To stand out, you need to get that pole position in organic searches. There are a lot of variables at play. Technical SEO is a part of the broader optimization strategy. In this guide, I’ll provide you with a technical SEO checklist you can use to improve your website’s visibility.


This technical SEO checklist is aimed at people with limited to medium knowledge of SEO. I’ve tried to share free, easily accessible tools and resources.

1. Use HTTPS

HTTPS (Hypertext Transfer Protocol Secure) encrypts your data. It ensures information can’t be modified or corrupted during transfer. You can check if a website has HTTPS enabled by looking at the URL or your browser.


In your browser, HTTPS is commonly designated using a padlock symbol. You’ll be able to see that on the Nightwatch website if you look up at the top left-hand corner of your screen. You can also check if HTTPS is enabled by looking at the website URL.

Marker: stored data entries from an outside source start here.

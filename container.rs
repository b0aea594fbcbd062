//! Container header encoding.
//!
//! ## Container Format
//!
//! ```text
//! [salt:16][iv:16][original_hash:64 ascii hex][original_length:8 BE][ciphertext...]
//! ```
//!
//! The header is always [`HEADER_LEN`] bytes. The ciphertext body that follows
//! is AES-256-CBC output with PKCS#7 padding, so its length is a positive
//! multiple of 16.

use crate::error::{Result, SealStoreError};
use crate::kdf::{Salt, SALT_LEN};
use crate::streaming::{Iv, IV_LEN};
use std::io::ErrorKind;
use tokio::io::{AsyncRead, AsyncReadExt, AsyncWrite, AsyncWriteExt};

/// Length of the hex-encoded SHA-256 digest
pub const HASH_HEX_LEN: usize = 64;

/// Total header size: salt + iv + hash + length
pub const HEADER_LEN: usize = SALT_LEN + IV_LEN + HASH_HEX_LEN + 8;

#[derive(Debug, Clone, PartialEq, Eq)]
pub struct ContainerHeader {
    pub salt: Salt,
    pub iv: Iv,
    /// Hex SHA-256 of the plaintext
    pub original_hash: String,
    /// Plaintext length before padding
    pub original_length: u64,
}

impl ContainerHeader {
    /// Serialize to the fixed 104-byte layout.
    pub fn to_bytes(&self) -> Result<[u8; HEADER_LEN]> {
        let hash = self.original_hash.as_bytes();
        if hash.len() != HASH_HEX_LEN || !hash.iter().all(u8::is_ascii_hexdigit) {
            return Err(SealStoreError::format(format!(
                "original hash must be {} hex characters, got {:?}",
                HASH_HEX_LEN, self.original_hash
            )));
        }

        let mut out = [0u8; HEADER_LEN];
        let (salt, rest) = out.split_at_mut(SALT_LEN);
        let (iv, rest) = rest.split_at_mut(IV_LEN);
        let (hash_out, len_out) = rest.split_at_mut(HASH_HEX_LEN);
        salt.copy_from_slice(&self.salt);
        iv.copy_from_slice(&self.iv);
        hash_out.copy_from_slice(hash);
        len_out.copy_from_slice(&self.original_length.to_be_bytes());
        Ok(out)
    }

    /// Parse the fixed 104-byte layout.
    pub fn from_bytes(bytes: &[u8; HEADER_LEN]) -> Result<Self> {
        let (salt_bytes, rest) = bytes.split_at(SALT_LEN);
        let (iv_bytes, rest) = rest.split_at(IV_LEN);
        let (hash_bytes, len_bytes) = rest.split_at(HASH_HEX_LEN);

        let mut salt = [0u8; SALT_LEN];
        salt.copy_from_slice(salt_bytes);
        let mut iv = [0u8; IV_LEN];
        iv.copy_from_slice(iv_bytes);

        if !hash_bytes.iter().all(u8::is_ascii_hexdigit) {
            return Err(SealStoreError::format(
                "original hash field is not hex-encoded",
            ));
        }
        // Digests compare as lowercase hex
        let original_hash = String::from_utf8_lossy(hash_bytes).to_ascii_lowercase();

        let mut len = [0u8; 8];
        len.copy_from_slice(len_bytes);

        Ok(Self {
            salt,
            iv,
            original_hash,
            original_length: u64::from_be_bytes(len),
        })
    }

    /// Write the header ahead of any ciphertext
    pub async fn write_to<W>(&self, writer: &mut W) -> Result<()>
    where
        W: AsyncWrite + Unpin,
    {
        let bytes = self.to_bytes()?;
        writer.write_all(&bytes).await?;
        Ok(())
    }

    /// Read exactly one header; the reader is left at the first ciphertext byte.
    pub async fn read_from<R>(reader: &mut R) -> Result<Self>
    where
        R: AsyncRead + Unpin,
    {
        let mut bytes = [0u8; HEADER_LEN];
        match reader.read_exact(&mut bytes).await {
            Ok(_) => {}
            Err(e) if e.kind() == ErrorKind::UnexpectedEof => {
                return Err(SealStoreError::format(format!(
                    "container truncated: header requires {} bytes",
                    HEADER_LEN
                )));
            }
            Err(e) => {
                return Err(SealStoreError::input(format!(
                    "reading container header: {}",
                    e
                )))
            }
        }
        Self::from_bytes(&bytes)
    }
}
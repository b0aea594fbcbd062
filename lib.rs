//! # SealStore - Protected File Storage
//!
//! SealStore protects files before they reach object storage, using one of two
//! strategies:
//!
//! - **Client-side**: a password-derived AES-256-CBC key encrypts the file
//!   locally into a self-describing container, which is then uploaded
//! - **Managed-key**: the file is uploaded as-is and the storage provider
//!   encrypts it server-side with a managed key identified by reference
//!
//! ## Container Format
//!
//! ```text
//! [salt:16][iv:16][sha256 hex:64][original length:8 BE][AES-256-CBC + PKCS#7 body]
//! ```
//!
//! The key is PBKDF2-HMAC-SHA256 (100,000 rounds) over the password and salt.
//! The embedded hash is checked after decryption. A mismatch is reported as
//! `integrity_check: false` in a successful result, not as an error.
//!
//! ## Quick Start
//!
//! ```no_run
//! use sealstore::service::{EncryptionService, OperationResult};
//! use std::path::Path;
//!
//! #[tokio::main]
//! async fn main() {
//!     let service = EncryptionService::new();
//!
//!     let result = service
//!         .encrypt_file(Path::new("notes.txt"), Path::new("notes.enc"), "correct-horse")
//!         .await;
//!     if let OperationResult::Success(report) = result {
//!         println!("{} -> {} bytes", report.original_size, report.encrypted_size);
//!     }
//!
//!     let result = service
//!         .decrypt_file(Path::new("notes.enc"), Path::new("notes.out"), "correct-horse")
//!         .await;
//!     println!("{}", serde_json::to_string(&result).unwrap());
//! }
//! ```

pub mod config;
pub mod container;
pub mod error;
pub mod integrity;
pub mod kdf;
pub mod managed;
pub mod metadata;
pub mod object_store;
pub mod s3;
pub mod service;
pub mod streaming;
pub mod util;
pub mod vault;

// Re-export common types for convenience
pub use error::SealStoreError;
pub use service::{DecryptReport, EncryptReport, EncryptionService, OperationResult};
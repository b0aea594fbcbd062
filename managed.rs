//! Uploads encrypted server-side with a provider-managed key.
//!
//! [`ManagedKeyUploader`] never touches key material; it only passes the
//! managed-key identifier through with every write. Its public operations
//! report failure as `false` / an empty list and log the cause.

use crate::error::{Result, SealStoreError};
use crate::object_store::{ObjectInfo, ObjectStore, PutOptions};
use crate::util;
use rand_core::{OsRng, RngCore};
use serde::Serialize;
use std::collections::BTreeMap;
use std::sync::Arc;
use tracing::{error, info};

#[derive(Debug, Clone, PartialEq, Eq, Serialize)]
pub struct UploadReceipt {
    pub key: String,
    pub size: u64,
}

pub struct ManagedKeyUploader {
    store: Arc<dyn ObjectStore>,
    kms_key_id: String,
}

impl ManagedKeyUploader {
    pub fn new(store: Arc<dyn ObjectStore>, kms_key_id: impl Into<String>) -> Self {
        Self {
            store,
            kms_key_id: kms_key_id.into(),
        }
    }

    pub fn kms_key_id(&self) -> &str {
        &self.kms_key_id
    }

    pub async fn verify_bucket_access(&self) -> bool {
        match self.store.check_access().await {
            Ok(()) => {
                info!("bucket access verified");
                true
            }
            Err(e) => {
                error!(error = %e, "bucket access error");
                false
            }
        }
    }

    /// Store `content` under `key`, encrypted by the provider with the managed key
    pub async fn upload(
        &self,
        content: Vec<u8>,
        key: &str,
        content_type: &str,
        metadata: BTreeMap<String, String>,
    ) -> bool {
        let options = PutOptions {
            content_type: Some(content_type.to_string()),
            metadata,
            managed_key_id: Some(self.kms_key_id.clone()),
        };
        match self.store.put(key, content, options).await {
            Ok(()) => true,
            Err(e) => {
                error!(key, error = %e, "upload error");
                false
            }
        }
    }

    pub async fn list(&self, prefix: &str) -> Vec<ObjectInfo> {
        self.store.list(prefix).await.unwrap_or_else(|e| {
            error!(prefix, error = %e, "list objects error");
            Vec::new()
        })
    }

    pub async fn delete(&self, key: &str) -> bool {
        match self.store.delete(key).await {
            Ok(()) => true,
            Err(e) => {
                error!(key, error = %e, "delete error");
                false
            }
        }
    }

    /// Upload a named file. Without an explicit key one is generated as
    /// `<8 hex chars>_<filename>`; the content type comes from the extension.
    pub async fn upload_named(
        &self,
        filename: &str,
        content: Vec<u8>,
        key: Option<String>,
        extra_metadata: Option<(String, String)>,
    ) -> Result<UploadReceipt> {
        let key = key
            .filter(|k| !k.is_empty())
            .unwrap_or_else(|| format!("{}_{}", random_prefix(), filename));

        let mut metadata = BTreeMap::from([(
            "original_filename".to_string(),
            filename.to_string(),
        )]);
        if let Some((k, v)) = extra_metadata {
            metadata.insert(k, v);
        }

        let size = content.len() as u64;
        let content_type = util::content_type_for(filename);
        if !self.upload(content, &key, content_type, metadata).await {
            return Err(SealStoreError::storage(format!("upload failed for {}", key)));
        }

        info!(key = %key, size, "file uploaded with managed key");
        Ok(UploadReceipt { key, size })
    }
}

fn random_prefix() -> String {
    let mut bytes = [0u8; 4];
    OsRng.fill_bytes(&mut bytes);
    hex::encode(bytes)
}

I’m sure you know what you’re looking for, but here it is, just in case.



Digital security is important for consumers. For example, it would be foolish to send your credit card details over an unsecured server. You’re just asking a Nigerian Prince to rack up a big bill under your name.


Google has acknowledged that HTTPS is a ranking factor. Here’s what they have to say on the matter.


“We're starting to use HTTPS as a ranking signal. For now it's only a very lightweight signal — affecting fewer than 1% of global queries, and carrying less weight than other signals such as high-quality content — while we give webmasters time to switch to HTTPS. But over time, we may decide to strengthen it, because we'd like to encourage all website owners to switch from HTTP to HTTPS to keep everyone safe on the web.”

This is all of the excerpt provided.